Référence : UAR3601-ANILEF-018
Lieu de travail : EVRY
Type de contrat : CDD
Durée du contrat : 24 mois
Date d'embauche prévue : 1 octobre 2024
Quotité de travail : Temps complet
Rémunération : entre 3081,33 et 4756,76 euros bruts mensuels selon expérience
Niveau d'études souhaité : Niveau 8 - (Doctorat)
Expérience souhaitée : indifférent
Section(s) CN : Organisation, expression, évolution des génomes
Développement d'une méthode méta-pangénomique permettant de déterminer l’abondance de souches d’espèces bactériennes d'intérêt ainsi que la présence d'éléments génétiques mobiles portant des gènes d’antibiorésistance.

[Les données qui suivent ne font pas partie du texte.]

//! Input event types.
//!
//! Devices deliver a stream of fixed-size [`InputEvent`] records. Each record carries:
//!
//! - **Timestamp** ([`InputEvent::time`]): when the kernel queued the event.
//! - **Event Type** ([`InputEvent::event_type`]): the broad category, eg. [`EventType::KEY`].
//! - **Event Code** ([`InputEvent::raw_code`]): which key (or axis, LED, ...) the event is about.
//! - **Event Value** ([`InputEvent::raw_value`]): what happened to it. For keys this is the
//!   [`KeyState`].
//!
//! Barcode scanning only looks at [`KeyEvent`]s; [`InputEvent::as_key`] extracts them.
//!
//! # `serde` support
//!
//! With the `serde` feature, [`Key`] implements [`Serialize`] and [`Deserialize`], so that
//! terminator keys can be stored in configuration files. Human-readable formats use the constant
//! name (`KEY_ENTER`) where one exists and the raw code otherwise, and accept both when
//! deserializing. Binary formats always use the raw code.
//!
//! [`Serialize`]: ::serde::Serialize
//! [`Deserialize`]: ::serde::Deserialize

pub(crate) mod codes;
#[cfg(any(test, feature = "serde"))]
mod serde;

use std::fmt;
use std::ops::Deref;
use std::time::{Duration, SystemTime};

use crate::raw::input::input_event;

pub use codes::{EventType, Key, Syn, UnknownVariant};

/// An input event received from or sent to an *evdev*.
#[derive(Clone, Copy, PartialEq, Eq)]
#[repr(transparent)]
pub struct InputEvent(pub(crate) input_event);

impl InputEvent {
    /// Creates an [`InputEvent`] from raw values.
    ///
    /// The timestamp of the event will be set to 0.
    #[inline]
    pub const fn new(ty: EventType, raw_code: u16, raw_value: i32) -> Self {
        Self(input_event {
            time: libc::timeval {
                tv_sec: 0,
                tv_usec: 0,
            },
            type_: ty.0,
            code: raw_code,
            value: raw_value,
        })
    }

    /// Creates an [`InputEvent`] with all fields zeroed out.
    ///
    /// This results in a [`Syn::REPORT`] event.
    #[inline]
    pub const fn zeroed() -> Self {
        Self::new(EventType::SYN, 0, 0)
    }

    /// Returns the timestamp stored in the event.
    pub fn time(&self) -> SystemTime {
        let sec = self.0.time.tv_sec;
        let usec = self.0.time.tv_usec.clamp(0, 999_999);
        let dur = Duration::new(
            sec.unsigned_abs() as u64,
            (usec * 1000) as u32, // 999_999_000 fits in u32
        );

        let time = if sec >= 0 {
            SystemTime::UNIX_EPOCH.checked_add(dur)
        } else {
            SystemTime::UNIX_EPOCH.checked_sub(dur)
        };
        time.unwrap_or_else(|| {
            log::warn!(
                "`input_event` timestamp out of range of `SystemTime`: tv_sec={} tv_usec={}",
                self.0.time.tv_sec,
                self.0.time.tv_usec,
            );
            SystemTime::UNIX_EPOCH
        })
    }

    /// Returns the [`EventType`] of this event.
    #[inline]
    pub fn event_type(&self) -> EventType {
        EventType(self.0.type_)
    }

    /// Returns the raw *event code* field.
    #[inline]
    pub fn raw_code(&self) -> u16 {
        self.0.code
    }

    /// Returns the raw *event value* field.
    #[inline]
    pub fn raw_value(&self) -> i32 {
        self.0.value
    }

    /// Returns this event as a [`KeyEvent`] if it is of type [`EventType::KEY`].
    #[inline]
    pub fn as_key(&self) -> Option<KeyEvent> {
        if self.event_type() == EventType::KEY {
            Some(KeyEvent(*self))
        } else {
            None
        }
    }
}

impl fmt::Debug for InputEvent {
    fn fmt(&self, f: &mut fmt::Formatter<'_>) -> fmt::Result {
        if let Some(key) = self.as_key() {
            return key.fmt(f);
        }
        if self.event_type() == EventType::SYN {
            return f
                .debug_struct("SynEvent")
                .field("syn", &Syn(self.raw_code()))
                .finish();
        }
        f.debug_struct("InputEvent")
            .field("time", &self.time())
            .field("type", &self.event_type())
            .field("code", &self.raw_code())
            .field("value", &self.raw_value())
            .finish()
    }
}

impl From<Syn> for InputEvent {
    #[inline]
    fn from(syn: Syn) -> Self {
        InputEvent::new(EventType::SYN, syn.0, 0)
    }
}

/// A key press/release/repeat event.
#[derive(Clone, Copy, PartialEq, Eq)]
pub struct KeyEvent(InputEvent);

impl KeyEvent {
    #[inline]
    pub fn new(key: Key, state: KeyState) -> Self {
        Self(InputEvent::new(EventType::KEY, key.0, state.0))
    }

    /// Returns the [`Key`] code that has been pressed/released/repeated.
    #[inline]
    pub fn key(&self) -> Key {
        Key(self.raw_code())
    }

    /// Returns the state of the key.
    #[inline]
    pub fn state(&self) -> KeyState {
        KeyState(self.raw_value())
    }

    /// Returns whether this event reports a key going down, either freshly or as an autorepeat.
    ///
    /// Releases carry no new input for a scanner and are not *strokes*.
    #[inline]
    pub fn is_stroke(&self) -> bool {
        matches!(self.state(), KeyState::PRESSED | KeyState::REPEAT)
    }
}

impl fmt::Debug for KeyEvent {
    fn fmt(&self, f: &mut fmt::Formatter<'_>) -> fmt::Result {
        f.debug_struct("KeyEvent")
            .field("time", &self.time())
            .field("key", &self.key())
            .field("state", &self.state())
            .finish()
    }
}

impl Deref for KeyEvent {
    type Target = InputEvent;

    #[inline]
    fn deref(&self) -> &InputEvent {
        &self.0
    }
}

impl From<KeyEvent> for InputEvent {
    #[inline]
    fn from(value: KeyEvent) -> Self {
        value.0
    }
}

ffi_enum! {
    /// State of a [`Key`], stored as the value of a [`KeyEvent`].
    ///
    /// Returned by [`KeyEvent::state`].
    pub enum KeyState: i32 {
        /// The key used to be pressed and has now been released.
        RELEASED = 0,
        /// The key used to be released and has now been pressed.
        PRESSED = 1,
        /// The key is pressed, and has been held down long enough to generate a repeat event.
        REPEAT = 2,
    }
}
impl fmt::Debug for KeyState {
    fn fmt(&self, f: &mut fmt::Formatter<'_>) -> fmt::Result {
        match self.variant_name() {
            Some(name) => f.write_str(name),
            None => write!(f, "KeyState({:#?})", self.0),
        }
    }
}
use std::{
    ffi::c_void,
    io, mem, ptr,
    sync::atomic::AtomicI32,
    time::Duration,
};

use crate::{
    signal::{drain_pending_timeouts, timeout_signal},
    util::{cvt, last_os_error_or},
};

/// An owned POSIX interval timer that notifies by sending [`timeout_signal`] to the thread that
/// created it.
///
/// The signal carries the address of an [`AtomicI32`] counter, which the signal handler
/// increments on every expiration.
///
/// The timer is deleted on drop, and expirations still pending for it are drained. The counter
/// must therefore outlive the [`IntervalTimer`]. [`IntervalTimer::delete`] only deletes the timer
/// and reports errors; its caller drains.
#[derive(Debug)]
pub(crate) struct IntervalTimer {
    id: libc::timer_t,
}

impl IntervalTimer {
    /// Creates a disarmed timer bound to `counter`.
    ///
    /// # Safety
    ///
    /// `counter` must stay valid and must not move until the timer has been deleted and any
    /// expirations still pending for it have been drained.
    pub(crate) unsafe fn new(counter: *const AtomicI32) -> io::Result<Self> {
        // Thread-directed, so that the expiration interrupts the thread blocked in `read(2)`
        // rather than whichever thread the kernel would pick for a process-directed signal.
        let tid = unsafe { libc::syscall(libc::SYS_gettid) } as libc::pid_t;

        let mut event: libc::sigevent = unsafe { mem::zeroed() };
        event.sigev_notify = libc::SIGEV_THREAD_ID;
        event.sigev_notify_thread_id = tid;
        event.sigev_signo = timeout_signal();
        event.sigev_value = libc::sigval {
            sival_ptr: counter.cast_mut().cast::<c_void>(),
        };

        let mut id: libc::timer_t = ptr::null_mut();
        if unsafe { libc::timer_create(libc::CLOCK_REALTIME, &mut event, &mut id) } == -1 {
            return Err(last_os_error_or(libc::EMFILE));
        }
        log::trace!("created timer {id:?} for thread {tid}");
        Ok(Self { id })
    }

    /// Arms the timer to first expire after `initial`, and then every `interval`.
    ///
    /// An `interval` of zero makes the timer one-shot. An `initial` of zero disarms it.
    pub(crate) fn arm(&self, initial: Duration, interval: Duration) -> io::Result<()> {
        let spec = libc::itimerspec {
            it_interval: timespec(interval),
            it_value: timespec(initial),
        };
        unsafe {
            cvt(libc::timer_settime(self.id, 0, &spec, ptr::null_mut()))?;
        }
        Ok(())
    }

    /// Stops the timer. Expirations that already happened are not undone.
    pub(crate) fn disarm(&self) -> io::Result<()> {
        self.arm(Duration::ZERO, Duration::ZERO)
    }

    /// Deletes the timer, reporting failure.
    pub(crate) fn delete(self) -> io::Result<()> {
        let id = self.id;
        mem::forget(self);
        unsafe {
            cvt(libc::timer_delete(id))?;
        }
        Ok(())
    }
}

// `BarcodeDevice::close` consumes the timer with `delete`, so this only runs when a session is
// torn down without it (for example while unwinding).
impl Drop for IntervalTimer {
    fn drop(&mut self) {
        unsafe {
            if libc::timer_delete(self.id) == -1 {
                log::error!(
                    "failed to delete timer {:?}: {}",
                    self.id,
                    io::Error::last_os_error()
                );
            }
        }
        let drained = drain_pending_timeouts();
        if drained != 0 {
            log::debug!("drained {drained} pending signals of dropped timer {:?}", self.id);
        }
    }
}

fn timespec(d: Duration) -> libc::timespec {
    libc::timespec {
        tv_sec: d.as_secs().min(libc::time_t::MAX as u64) as libc::time_t,
        tv_nsec: d.subsec_nanos() as _,
    }
}

#[cfg(test)]
mod tests {
    use super::*;

    #[test]
    fn timespec_conversion() {
        let ts = timespec(Duration::from_millis(1500));
        assert_eq!((ts.tv_sec, ts.tv_nsec), (1, 500_000_000));

        let ts = timespec(Duration::from_millis(10));
        assert_eq!((ts.tv_sec, ts.tv_nsec), (0, 10_000_000));

        let ts = timespec(Duration::MAX);
        assert_eq!(ts.tv_sec, libc::time_t::MAX);
        assert_eq!(ts.tv_nsec, 999_999_999);
    }
}
//! Event types and key identifiers.
//!
//! The constants are a subset of `linux/input-event-codes.h`: everything a keyboard-emulating
//! barcode scanner commonly emits. Codes without a named constant are still representable.

use std::{error::Error, fmt, io, str::FromStr};

ffi_enum! {
    /// Types of [`InputEvent`][crate::event::InputEvent]s.
    pub enum EventType: u16 {
        /// Synchronization event; separates groups of events.
        SYN = 0x00,
        /// [`KeyEvent`][crate::event::KeyEvent]: A key press, release, or repeat.
        KEY = 0x01,
        /// A relative axis movement.
        REL = 0x02,
        /// An absolute axis change.
        ABS = 0x03,
        /// A miscellaneous event. Scanners typically send `MSC_SCAN` before every key event.
        MSC = 0x04,
        /// An LED changed state, or is requested to change state.
        LED = 0x11,
        /// The autorepeat settings have changed.
        REP = 0x14,
    }
}

impl fmt::Debug for EventType {
    fn fmt(&self, f: &mut fmt::Formatter<'_>) -> fmt::Result {
        match self.variant_name() {
            Some(name) => write!(f, "EV_{name}"),
            None => write!(f, "EventType({:#x})", self.0),
        }
    }
}

impl EventType {
    #[inline]
    pub const fn raw(self) -> u16 {
        self.0
    }

    #[inline]
    pub const fn from_raw(raw: u16) -> Self {
        Self(raw)
    }
}

ffi_enum! {
    /// Synchronization event types.
    pub enum Syn: u16 {
        /// Marks the end of a group of events.
        REPORT = 0,
        /// Indicates that one or more events were dropped due to overflow of the kernel buffer.
        DROPPED = 3,
    }
}

impl fmt::Debug for Syn {
    fn fmt(&self, f: &mut fmt::Formatter<'_>) -> fmt::Result {
        match self.variant_name() {
            Some(name) => write!(f, "SYN_{name}"),
            None => write!(f, "Syn({:#x})", self.0),
        }
    }
}

impl Syn {
    #[inline]
    pub const fn raw(self) -> u16 {
        self.0
    }

    #[inline]
    pub const fn from_raw(raw: u16) -> Self {
        Self(raw)
    }
}

/// Error returned by [`FromStr`] implementations when no matching constant was found.
#[derive(Debug, PartialEq, Eq)]
pub struct UnknownVariant {
    _p: (),
}

impl fmt::Display for UnknownVariant {
    fn fmt(&self, f: &mut fmt::Formatter<'_>) -> fmt::Result {
        f.write_str("unknown variant name")
    }
}
impl Error for UnknownVariant {}
impl From<UnknownVariant> for io::Error {
    fn from(value: UnknownVariant) -> Self {
        io::Error::new(io::ErrorKind::InvalidInput, value)
    }
}

ffi_enum! {
    /// An *evdev* key identifier.
    ///
    /// This is the event code of [`KeyEvent`][super::KeyEvent]s.
    ///
    /// The associated constants mimic the preprocessor constants in `linux/input-event-codes.h`,
    /// and [`Key`] uses the constant's name when formatted with `Debug`. [`FromStr`] parses the
    /// same names.
    ///
    /// Only the number row keys [`Key::KEY_0`] through [`Key::KEY_9`] produce barcode digits (see
    /// [`Key::digit`]). Keypad digits are *not* digits for this purpose; like any other key, they
    /// terminate a barcode.
    pub enum Key: u16 {
        KEY_RESERVED     = 0,
        KEY_ESC          = 1,
        KEY_1            = 2,
        KEY_2            = 3,
        KEY_3            = 4,
        KEY_4            = 5,
        KEY_5            = 6,
        KEY_6            = 7,
        KEY_7            = 8,
        KEY_8            = 9,
        KEY_9            = 10,
        KEY_0            = 11,
        KEY_MINUS        = 12,
        KEY_EQUAL        = 13,
        KEY_BACKSPACE    = 14,
        KEY_TAB          = 15,
        KEY_Q            = 16,
        KEY_W            = 17,
        KEY_E            = 18,
        KEY_R            = 19,
        KEY_T            = 20,
        KEY_Y            = 21,
        KEY_U            = 22,
        KEY_I            = 23,
        KEY_O            = 24,
        KEY_P            = 25,
        KEY_ENTER        = 28,
        KEY_LEFTCTRL     = 29,
        KEY_A            = 30,
        KEY_S            = 31,
        KEY_D            = 32,
        KEY_F            = 33,
        KEY_G            = 34,
        KEY_H            = 35,
        KEY_J            = 36,
        KEY_K            = 37,
        KEY_L            = 38,
        KEY_LEFTSHIFT    = 42,
        KEY_Z            = 44,
        KEY_X            = 45,
        KEY_C            = 46,
        KEY_V            = 47,
        KEY_B            = 48,
        KEY_N            = 49,
        KEY_M            = 50,
        KEY_DOT          = 52,
        KEY_SLASH        = 53,
        KEY_RIGHTSHIFT   = 54,
        KEY_LEFTALT      = 56,
        KEY_SPACE        = 57,
        KEY_CAPSLOCK     = 58,
        KEY_NUMLOCK      = 69,
        KEY_KP7          = 71,
        KEY_KP8          = 72,
        KEY_KP9          = 73,
        KEY_KPMINUS      = 74,
        KEY_KP4          = 75,
        KEY_KP5          = 76,
        KEY_KP6          = 77,
        KEY_KPPLUS       = 78,
        KEY_KP1          = 79,
        KEY_KP2          = 80,
        KEY_KP3          = 81,
        KEY_KP0          = 82,
        KEY_KPDOT        = 83,
        KEY_KPENTER      = 96,
    }
}

impl Key {
    #[inline]
    pub const fn from_raw(code: u16) -> Self {
        Self(code)
    }

    #[inline]
    pub const fn raw(self) -> u16 {
        self.0
    }

    /// Returns the name of the constant for this key (eg. `"KEY_ENTER"`), if there is one.
    pub fn name(self) -> Option<&'static str> {
        self.variant_name()
    }

    /// Returns the ASCII digit produced by this key, if it is one of the number row keys.
    ///
    /// Every key for which this returns [`None`] is a barcode terminator.
    pub const fn digit(self) -> Option<u8> {
        match self {
            Self::KEY_0 => Some(b'0'),
            // `KEY_1`..=`KEY_9` are contiguous, `KEY_0` comes after them.
            Self(code @ 2..=10) => Some(b'1' + (code - 2) as u8),
            _ => None,
        }
    }

    /// Returns the number row key that types the ASCII digit `digit`.
    pub const fn for_digit(digit: u8) -> Option<Self> {
        match digit {
            b'0' => Some(Self::KEY_0),
            b'1'..=b'9' => Some(Self(2 + (digit - b'1') as u16)),
            _ => None,
        }
    }
}

impl FromStr for Key {
    type Err = UnknownVariant;

    fn from_str(s: &str) -> Result<Self, Self::Err> {
        Self::from_variant_name(s).ok_or(UnknownVariant { _p: () })
    }
}

impl fmt::Debug for Key {
    fn fmt(&self, f: &mut fmt::Formatter) -> fmt::Result {
        match self.variant_name() {
            Some(name) => f.write_str(name),
            None => write!(f, "Key({:#x})", self.0),
        }
    }
}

Le projet ABRomics (financement PPR antibiorésistance) vise à développer une plateforme numérique pour collecter, analyser, organiser et rendre accessibles les données de (méta)génomique des maladies infectieuses bactériennes et leurs métadonnées pour la recherche et la surveillance de la résistance aux antibiotiques. Ce projet est porté par l'Institut Français de Bioinformatique (IFB ; france-bioinformatique.fr) et l’Institut Pasteur (IP ; www.pasteur.fr) et repose sur un réseau de chercheurs de 44 équipes comprenant des épidémiologistes, des microbiologistes cliniciens, des bioinformaticiens, des mathématiciens et la communauté de recherche au sens large. ABRomics fournira une infrastructure unique de stockage et d'analyse des données dont le développement est assuré par une équipe incluant des compétences en DevOps, développement de bases de données et de logiciels, gestion des données et analyse des données.
Le développement de la plateforme ABRomics repose sur plusieurs cas d’usage (use case). Dans le cadre du Use Case 3 qui a pour objectif de proposer de nouvelles stratégies de suivi de l’antibiorésistance à partir d’échantillons environnementaux ou cliniques (i.e. principalement du microbiote intestinal), nous proposons de développer une méthode d’analyse qui utilisera comme référence des graphes de pangénomes reconstruits par le logiciel PPanGGOLiN (github.com/labgem/ppanggolin). Cette méthode méta-pangénomique permettra de quantifier, à partir de données de séquençage (i.e. lectures métagénomiques courtes et longues), l’abondance de souches d’espèces bactériennes d'intérêt (i.e. ESKAPEE) ainsi que la présence d'éléments génétiques mobiles (MGE, e.g. plasmides, éléments intégratifs et conjugatifs) portant des gènes d’antibiorésistance.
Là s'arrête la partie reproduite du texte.